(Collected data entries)
::::::::

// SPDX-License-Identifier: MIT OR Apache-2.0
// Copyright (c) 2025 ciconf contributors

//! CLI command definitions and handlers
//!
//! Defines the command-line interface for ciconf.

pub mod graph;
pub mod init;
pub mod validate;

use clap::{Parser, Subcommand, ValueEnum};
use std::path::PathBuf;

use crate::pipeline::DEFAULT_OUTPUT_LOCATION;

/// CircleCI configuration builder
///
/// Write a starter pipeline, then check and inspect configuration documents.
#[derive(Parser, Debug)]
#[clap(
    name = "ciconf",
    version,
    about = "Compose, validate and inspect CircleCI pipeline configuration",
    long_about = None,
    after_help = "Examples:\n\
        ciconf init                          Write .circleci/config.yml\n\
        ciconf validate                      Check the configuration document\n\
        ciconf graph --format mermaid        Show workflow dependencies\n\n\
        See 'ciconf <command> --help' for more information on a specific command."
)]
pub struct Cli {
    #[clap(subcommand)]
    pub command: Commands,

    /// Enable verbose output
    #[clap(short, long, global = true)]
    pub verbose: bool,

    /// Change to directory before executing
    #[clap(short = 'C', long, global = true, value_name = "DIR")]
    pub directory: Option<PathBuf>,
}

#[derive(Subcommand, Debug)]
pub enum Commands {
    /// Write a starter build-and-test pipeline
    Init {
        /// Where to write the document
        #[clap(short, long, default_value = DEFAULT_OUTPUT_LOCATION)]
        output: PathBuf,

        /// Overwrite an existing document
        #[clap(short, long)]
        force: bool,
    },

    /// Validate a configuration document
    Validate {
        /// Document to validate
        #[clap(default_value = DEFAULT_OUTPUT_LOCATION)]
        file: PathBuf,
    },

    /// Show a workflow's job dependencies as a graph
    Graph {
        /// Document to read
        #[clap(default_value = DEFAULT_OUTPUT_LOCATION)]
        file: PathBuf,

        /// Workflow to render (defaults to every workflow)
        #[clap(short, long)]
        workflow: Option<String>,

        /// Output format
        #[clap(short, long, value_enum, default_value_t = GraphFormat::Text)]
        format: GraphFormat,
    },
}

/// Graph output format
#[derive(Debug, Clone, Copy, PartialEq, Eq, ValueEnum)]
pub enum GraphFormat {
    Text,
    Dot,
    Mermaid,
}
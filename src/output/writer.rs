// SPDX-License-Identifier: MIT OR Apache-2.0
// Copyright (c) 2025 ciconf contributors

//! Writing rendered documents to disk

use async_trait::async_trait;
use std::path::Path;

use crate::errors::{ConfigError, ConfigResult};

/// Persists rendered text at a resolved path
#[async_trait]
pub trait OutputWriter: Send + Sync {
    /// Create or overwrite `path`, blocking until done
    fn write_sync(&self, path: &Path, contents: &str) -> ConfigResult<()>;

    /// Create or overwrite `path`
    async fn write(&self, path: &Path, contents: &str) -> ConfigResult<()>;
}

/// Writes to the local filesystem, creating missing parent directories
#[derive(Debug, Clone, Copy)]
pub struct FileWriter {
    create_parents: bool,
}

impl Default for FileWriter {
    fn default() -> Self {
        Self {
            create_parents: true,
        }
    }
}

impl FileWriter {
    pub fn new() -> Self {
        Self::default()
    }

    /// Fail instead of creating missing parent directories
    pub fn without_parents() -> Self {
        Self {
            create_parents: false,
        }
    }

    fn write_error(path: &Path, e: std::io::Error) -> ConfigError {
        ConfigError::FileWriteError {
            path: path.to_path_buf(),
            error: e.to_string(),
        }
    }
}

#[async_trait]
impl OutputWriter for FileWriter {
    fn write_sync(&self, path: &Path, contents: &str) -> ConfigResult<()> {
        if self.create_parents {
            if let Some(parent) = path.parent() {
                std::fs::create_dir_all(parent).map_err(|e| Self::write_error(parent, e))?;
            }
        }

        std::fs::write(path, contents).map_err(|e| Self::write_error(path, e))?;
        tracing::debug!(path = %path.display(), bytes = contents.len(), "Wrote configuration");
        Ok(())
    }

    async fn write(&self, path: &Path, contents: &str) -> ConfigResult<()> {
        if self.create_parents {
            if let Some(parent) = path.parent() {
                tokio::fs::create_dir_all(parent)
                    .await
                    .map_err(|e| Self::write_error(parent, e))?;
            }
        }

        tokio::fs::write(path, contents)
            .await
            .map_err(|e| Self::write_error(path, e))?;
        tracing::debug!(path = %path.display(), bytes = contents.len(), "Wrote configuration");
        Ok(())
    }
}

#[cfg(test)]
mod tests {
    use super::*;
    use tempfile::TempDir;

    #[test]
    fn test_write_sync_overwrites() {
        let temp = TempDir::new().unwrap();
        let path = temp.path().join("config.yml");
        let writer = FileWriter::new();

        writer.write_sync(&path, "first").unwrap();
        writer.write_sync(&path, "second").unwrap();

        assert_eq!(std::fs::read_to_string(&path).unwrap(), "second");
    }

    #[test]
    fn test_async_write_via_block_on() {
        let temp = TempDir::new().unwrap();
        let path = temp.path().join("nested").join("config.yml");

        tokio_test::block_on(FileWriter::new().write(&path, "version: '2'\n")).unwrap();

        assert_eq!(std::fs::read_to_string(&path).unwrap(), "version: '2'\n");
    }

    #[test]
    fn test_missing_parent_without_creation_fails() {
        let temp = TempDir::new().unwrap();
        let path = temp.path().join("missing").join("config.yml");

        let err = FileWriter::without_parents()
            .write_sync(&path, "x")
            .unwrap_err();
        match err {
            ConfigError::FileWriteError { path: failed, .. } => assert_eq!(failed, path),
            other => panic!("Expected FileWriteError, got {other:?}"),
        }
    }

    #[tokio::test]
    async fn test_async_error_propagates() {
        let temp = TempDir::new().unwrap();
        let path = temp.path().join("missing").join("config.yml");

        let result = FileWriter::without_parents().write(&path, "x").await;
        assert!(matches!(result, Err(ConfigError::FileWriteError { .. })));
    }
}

::::::::

Lines above that include the string "true" need to be copied.

:: FINISHED EXERCISE ::
    #[clap(short, long, global = true)]
    #[clap(short = 'C', long, global = true, value_name = "DIR")]
            create_parents: true,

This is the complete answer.